We are all made of stars. I think Moby may have said that in the early 2000’s, but it is nonetheless a mind-boggling thought.

I had one of those “Life is SO IMPORTANT, yet SO MEANINGLESS” moments during the show that continued to haunt me through the night, enough to inspire me to hours later drunkenly type the following into a phone memo I found the other day when making a reminder to buy toothpaste:

“Everything is tiny and gargantuan at the same time. I know this isn’t an original thought, nor something I’ve just realized, but getting sick really let me flesh out all the small moments that lead me to here, yet also zoom out and realize this was just one year of my life.”

(By the way, I omitted the typos for everyone’s benefit, but I am definitely the asshole who writes the word “nor” in a drunken memo.)

I’m finally on the other side of this thing. It wasn’t enough for me to hear I was in remission. And maybe that’s a selfish thing to say, because for some, that’s all they want. But I needed to feel like I was truly involved with my life again—I needed a job I liked at somewhere I belonged, I needed to move back to Brooklyn, I needed to be independent again.

And I’m here. Here I am! I got a job I worked hard to get, packed up all my books and clothes and weird ceramic chicken sculptures I made in high school, settled into what feels like a new apartment now, and I’m so happy. Literally the happiest I’ve ever been in my whole life.

When last I wrote, I was in a really dark place. I felt utterly defeated. There were days when I didn’t get out of my pajamas. Why change when all I was going to be doing all day was sending out resumes to places that didn’t want to hire me? To places that would look at the year-long gap in my resume—which wasn’t impressive even without the gap—and toss my application in the trash.

That’s pretty melodramatic, but I really felt like shit for a while.

I finally caught a break when my friend Eva—who subletted my room in BK for me while I moved home for treatment—posted about a job opening at her company. After meeting with 12 different people over the course of a month and a half, I landed in a place that seems like a perfect fit for me—something not too corporate, but a place where people take work and progress seriously. The company is called Axiom—it’s not a law firm, but it provides legal services by contracting lawyers out to big companies who need some help getting legal work done. If you’d have asked me two years ago whether I’d ever work at a company that even resembled a law firm, I’d have laughed in your face.

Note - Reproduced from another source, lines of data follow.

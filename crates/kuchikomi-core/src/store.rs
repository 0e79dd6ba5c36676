//! Bounded, in-memory discussion threads.
//!
//! [`DiscussionStore`] maps a discussion key (work + chapter, formatted by
//! the caller) to a thread of at most [`MAX_COMMENTS`] comments, each owning
//! at most [`MAX_REPLIES`] replies. Threads are created lazily on first write
//! and never removed — a thread emptied by deletions stays as a zero-length
//! queue.
//!
//! All writes are guarded by the store's [`SlidingWindowLimiter`]; admission
//! is checked before any validation or mutation. A single store-wide mutex
//! covers each logical operation, so evict+insert and like increments are
//! atomic with respect to concurrent callers.

use std::collections::HashMap;
use std::sync::atomic::{AtomicU64, Ordering};

use parking_lot::Mutex;

use crate::comment::{sanitize, Comment, Reply, MAX_AUTHOR_LEN, MAX_COMMENTS, MAX_TEXT_LEN};
use crate::error::StoreError;
use crate::limiter::SlidingWindowLimiter;
use crate::queue::{BoundedQueue, InsertEnd};

/// Process-wide store of discussion threads.
///
/// Thread-safe: share via `Arc<DiscussionStore>`. Contents live for the
/// lifetime of the process and are lost on restart.
pub struct DiscussionStore {
    threads: Mutex<HashMap<String, BoundedQueue<Comment>>>,
    limiter: SlidingWindowLimiter,
    next_id: AtomicU64,
}

impl DiscussionStore {
    /// Create an empty store whose write path is guarded by `limiter`.
    pub fn new(limiter: SlidingWindowLimiter) -> Self {
        Self {
            threads: Mutex::new(HashMap::new()),
            limiter,
            next_id: AtomicU64::new(1),
        }
    }

    /// All comments under `key`, newest first. Empty if the key is unknown;
    /// never fails and has no side effects.
    pub fn list_comments(&self, key: &str) -> Vec<Comment> {
        let threads = self.threads.lock();
        threads
            .get(key)
            .map(|thread| thread.iter().cloned().collect())
            .unwrap_or_default()
    }

    /// Add a comment to the thread under `key`, creating the thread if
    /// needed. When the thread is at capacity the oldest comment is
    /// displaced.
    ///
    /// A `rating` outside 1..=5 is stored as absent rather than rejected.
    pub fn add_comment(
        &self,
        key: &str,
        identity: &str,
        author: &str,
        text: &str,
        rating: Option<u8>,
    ) -> Result<Comment, StoreError> {
        if !self.limiter.admit(identity) {
            return Err(StoreError::RateLimited);
        }
        let (author, text) = clean_author_and_text(author, text)?;
        let rating = rating.filter(|r| (1..=5).contains(r));

        let comment = Comment::new(self.next_id("c"), author, text, rating);

        let mut threads = self.threads.lock();
        let thread = threads
            .entry(key.to_string())
            .or_insert_with(|| BoundedQueue::new(MAX_COMMENTS, InsertEnd::Front));
        if let Some(evicted) = thread.insert(comment.clone()) {
            tracing::debug!(key, evicted_id = %evicted.id, "thread at capacity, displaced oldest comment");
        }

        Ok(comment)
    }

    /// Increment the like counter of a comment. Returns the new count.
    pub fn like_comment(&self, key: &str, comment_id: &str) -> Result<u64, StoreError> {
        let mut threads = self.threads.lock();
        let comment = threads
            .get_mut(key)
            .and_then(|thread| thread.find_mut(|c| c.id == comment_id))
            .ok_or_else(|| StoreError::NotFound(format!("comment {comment_id} in {key}")))?;
        comment.likes += 1;
        Ok(comment.likes)
    }

    /// Append a reply to a comment's reply list, displacing the oldest reply
    /// when the list is at capacity.
    pub fn add_reply(
        &self,
        key: &str,
        comment_id: &str,
        identity: &str,
        author: &str,
        text: &str,
    ) -> Result<Reply, StoreError> {
        if !self.limiter.admit(identity) {
            return Err(StoreError::RateLimited);
        }
        let (author, text) = clean_author_and_text(author, text)?;

        let reply = Reply::new(self.next_id("r"), author, text);

        let mut threads = self.threads.lock();
        let comment = threads
            .get_mut(key)
            .and_then(|thread| thread.find_mut(|c| c.id == comment_id))
            .ok_or_else(|| StoreError::NotFound(format!("comment {comment_id} in {key}")))?;
        if let Some(evicted) = comment.replies.insert(reply.clone()) {
            tracing::debug!(key, comment_id, evicted_id = %evicted.id, "reply list at capacity, displaced oldest reply");
        }

        Ok(reply)
    }

    /// Permanently remove a comment and all of its replies, regardless of age
    /// or likes.
    pub fn delete_comment(&self, key: &str, comment_id: &str) -> Result<(), StoreError> {
        let mut threads = self.threads.lock();
        threads
            .get_mut(key)
            .and_then(|thread| thread.remove_where(|c| c.id == comment_id))
            .map(|_| ())
            .ok_or_else(|| StoreError::NotFound(format!("comment {comment_id} in {key}")))
    }

    /// Run `f` against the thread table. Used by the trending view; keeps the
    /// lock scoped to the closure.
    pub(crate) fn with_threads<R>(
        &self,
        f: impl FnOnce(&HashMap<String, BoundedQueue<Comment>>) -> R,
    ) -> R {
        f(&self.threads.lock())
    }

    fn next_id(&self, prefix: &str) -> String {
        let n = self.next_id.fetch_add(1, Ordering::Relaxed);
        format!("{prefix}{n:012x}")
    }
}

/// Sanitize and validate the two free-text fields shared by comments and
/// replies. Sanitization runs first, so input that is empty once markup and
/// whitespace are gone is rejected.
fn clean_author_and_text(author: &str, text: &str) -> Result<(String, String), StoreError> {
    let author = sanitize(author, MAX_AUTHOR_LEN);
    if author.is_empty() {
        return Err(StoreError::Validation("author must not be empty".into()));
    }
    let text = sanitize(text, MAX_TEXT_LEN);
    if text.is_empty() {
        return Err(StoreError::Validation("text must not be empty".into()));
    }
    Ok((author, text))
}

#[cfg(test)]
mod tests {
    use std::sync::Arc;
    use std::time::Duration;

    use super::*;
    use crate::comment::MAX_REPLIES;

    /// Store with a limiter generous enough to never interfere.
    fn open_store() -> DiscussionStore {
        DiscussionStore::new(SlidingWindowLimiter::new(Duration::from_secs(10), usize::MAX))
    }

    const KEY: &str = "one-piece:1015";
    const IP: &str = "1.2.3.4";

    #[test]
    fn list_comments_on_unknown_key_is_empty() {
        let store = open_store();
        assert!(store.list_comments("nothing:here").is_empty());
    }

    #[test]
    fn add_comment_appears_newest_first() {
        let store = open_store();
        store.add_comment(KEY, IP, "ana", "first", None).unwrap();
        store.add_comment(KEY, IP, "bob", "second", None).unwrap();

        let comments = store.list_comments(KEY);
        assert_eq!(comments.len(), 2);
        assert_eq!(comments[0].text, "second");
        assert_eq!(comments[1].text, "first");
    }

    #[test]
    fn thread_overflow_displaces_the_oldest_comment() {
        let store = open_store();
        let first = store.add_comment(KEY, IP, "a0", "text 0", None).unwrap();
        for i in 1..MAX_COMMENTS {
            store
                .add_comment(KEY, IP, &format!("a{i}"), &format!("text {i}"), None)
                .unwrap();
        }
        assert_eq!(store.list_comments(KEY).len(), MAX_COMMENTS);

        store.add_comment(KEY, IP, "late", "one more", None).unwrap();
        let comments = store.list_comments(KEY);
        assert_eq!(comments.len(), MAX_COMMENTS);
        assert!(comments.iter().all(|c| c.id != first.id));
    }

    #[test]
    fn empty_text_after_sanitization_is_rejected_and_thread_unchanged() {
        let store = open_store();
        store.add_comment(KEY, IP, "ana", "fine", None).unwrap();

        let err = store.add_comment(KEY, IP, "ana", "  <> ", None).unwrap_err();
        assert!(matches!(err, StoreError::Validation(_)));
        assert_eq!(store.list_comments(KEY).len(), 1);
    }

    #[test]
    fn empty_author_is_rejected() {
        let store = open_store();
        let err = store.add_comment(KEY, IP, "   ", "hello", None).unwrap_err();
        assert!(matches!(err, StoreError::Validation(_)));
    }

    #[test]
    fn oversized_fields_are_truncated_not_rejected() {
        let store = open_store();
        let long_author = "x".repeat(100);
        let long_text = "y".repeat(2000);
        let comment = store
            .add_comment(KEY, IP, &long_author, &long_text, None)
            .unwrap();
        assert_eq!(comment.author.chars().count(), MAX_AUTHOR_LEN);
        assert_eq!(comment.text.chars().count(), MAX_TEXT_LEN);
    }

    #[test]
    fn out_of_range_rating_is_stored_as_absent() {
        let store = open_store();
        let c = store.add_comment(KEY, IP, "ana", "meh", Some(9)).unwrap();
        assert_eq!(c.rating, None);
        let c = store.add_comment(KEY, IP, "ana", "great", Some(5)).unwrap();
        assert_eq!(c.rating, Some(5));
    }

    #[test]
    fn rate_limited_writes_are_rejected() {
        let store = DiscussionStore::new(SlidingWindowLimiter::new(Duration::from_secs(10), 5));
        for i in 0..5 {
            store
                .add_comment(KEY, IP, "ana", &format!("burst {i}"), None)
                .unwrap();
        }
        let err = store.add_comment(KEY, IP, "ana", "one too many", None).unwrap_err();
        assert!(matches!(err, StoreError::RateLimited));
        // A different caller is unaffected.
        store.add_comment(KEY, "5.6.7.8", "bob", "still fine", None).unwrap();
    }

    #[test]
    fn like_increments_and_missing_ids_are_not_found() {
        let store = open_store();
        let c = store.add_comment(KEY, IP, "ana", "likeable", None).unwrap();

        assert_eq!(store.like_comment(KEY, &c.id).unwrap(), 1);
        assert_eq!(store.like_comment(KEY, &c.id).unwrap(), 2);

        assert!(matches!(
            store.like_comment(KEY, "c000000000ff"),
            Err(StoreError::NotFound(_))
        ));
        assert!(matches!(
            store.like_comment("other:key", &c.id),
            Err(StoreError::NotFound(_))
        ));
    }

    #[test]
    fn concurrent_likes_lose_no_updates() {
        let store = Arc::new(open_store());
        let c = store.add_comment(KEY, IP, "ana", "popular", None).unwrap();

        let handles: Vec<_> = (0..8)
            .map(|_| {
                let store = Arc::clone(&store);
                let id = c.id.clone();
                std::thread::spawn(move || {
                    for _ in 0..100 {
                        store.like_comment(KEY, &id).unwrap();
                    }
                })
            })
            .collect();
        for h in handles {
            h.join().unwrap();
        }

        let comments = store.list_comments(KEY);
        assert_eq!(comments[0].likes, 800);
    }

    #[test]
    fn replies_are_chronological_and_bounded() {
        let store = open_store();
        let c = store.add_comment(KEY, IP, "ana", "root", None).unwrap();

        let first = store.add_reply(KEY, &c.id, IP, "bob", "reply 0").unwrap();
        for i in 1..=MAX_REPLIES {
            store
                .add_reply(KEY, &c.id, IP, "bob", &format!("reply {i}"))
                .unwrap();
        }

        let comments = store.list_comments(KEY);
        let replies: Vec<_> = comments[0].replies.iter().collect();
        assert_eq!(replies.len(), MAX_REPLIES);
        // Oldest reply was displaced; the rest remain oldest-first.
        assert!(replies.iter().all(|r| r.id != first.id));
        assert_eq!(replies[0].text, "reply 1");
        assert_eq!(replies[MAX_REPLIES - 1].text, format!("reply {MAX_REPLIES}"));
    }

    #[test]
    fn reply_to_missing_comment_is_not_found() {
        let store = open_store();
        store.add_comment(KEY, IP, "ana", "root", None).unwrap();
        assert!(matches!(
            store.add_reply(KEY, "c0000000beef", IP, "bob", "hi"),
            Err(StoreError::NotFound(_))
        ));
    }

    #[test]
    fn delete_cascades_to_replies() {
        let store = open_store();
        let c = store.add_comment(KEY, IP, "ana", "root", None).unwrap();
        for i in 0..10 {
            store.add_reply(KEY, &c.id, IP, "bob", &format!("r{i}")).unwrap();
        }

        store.delete_comment(KEY, &c.id).unwrap();
        assert!(store.list_comments(KEY).is_empty());
        // The comment and its replies are gone for good.
        assert!(matches!(
            store.delete_comment(KEY, &c.id),
            Err(StoreError::NotFound(_))
        ));
        assert!(matches!(
            store.add_reply(KEY, &c.id, IP, "bob", "too late"),
            Err(StoreError::NotFound(_))
        ));
    }

    #[test]
    fn emptied_thread_remains_known() {
        let store = open_store();
        let c = store.add_comment(KEY, IP, "ana", "only one", None).unwrap();
        store.delete_comment(KEY, &c.id).unwrap();

        assert!(store.list_comments(KEY).is_empty());
        // The key still exists as a zero-length thread.
        store.with_threads(|threads| {
            assert!(threads.get(KEY).is_some_and(|t| t.is_empty()));
        });
    }

    #[test]
    fn ids_are_unique_across_comments_and_replies() {
        let store = open_store();
        let mut seen = std::collections::HashSet::new();
        for i in 0..50 {
            let c = store
                .add_comment(KEY, IP, "ana", &format!("c{i}"), None)
                .unwrap();
            assert!(seen.insert(c.id.clone()));
            let r = store.add_reply(KEY, &c.id, IP, "bob", "re").unwrap();
            assert!(seen.insert(r.id));
        }
    }
}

But Axiom is not the average place to work; they’re extremely big on cultivating a great working environment and making sure their employees are happy, well-rounded individuals. And everyone I work with is so smart that it makes me feel more intelligent and productive by osmosis. I’m working as an assistant to two of the top tier people in the company, which is actually very satisfying because it involves a lot of problem solving. Plus, I feel a nice sense of importance knowing I’m helping everything run smoothly.

I’m in the midst of my third week, and I’m still really loving it. I’m never counting down the days till the weekend. I’m not cursing audibly as I pad down the hallway to the bathroom in the morning. I just feel like I’ve finally planted my feet on a nice patch of ground, and I don’t intend to move them anytime soon.

There are two things I’m missing right now, first and foremost being my family. Getting sick was not just something that happened to me—it happened to them, too. How many times did my mom and dad comfort me when I needed it? Every time. How long would they have taken care of me? Forever. How much closer could we have grown in past year? We couldn’t have.

The second thing is free time to get some writing done. I haven’t been busy in so long that I’m really relishing making the most of my free time with my co-workers and friends. It’s been a nice change of pace to be living a full life and not writing about it than writing about my lack thereof. But I have to strike a balance and be more disciplined with it now.

This is going to be my last entry. Because I’m done. I’m over it. You know how I know? Because Bob Marley melded into Bon Iver on my iTunes and it no longer makes me think of being in the chemo room at my doctor’s office, but seems a perfect compliment to the cool breeze drifting through my window. Because my alarm didn’t go off this morning and I woke up an hour late and just laughed. Because I’m smiling more often than I’m not.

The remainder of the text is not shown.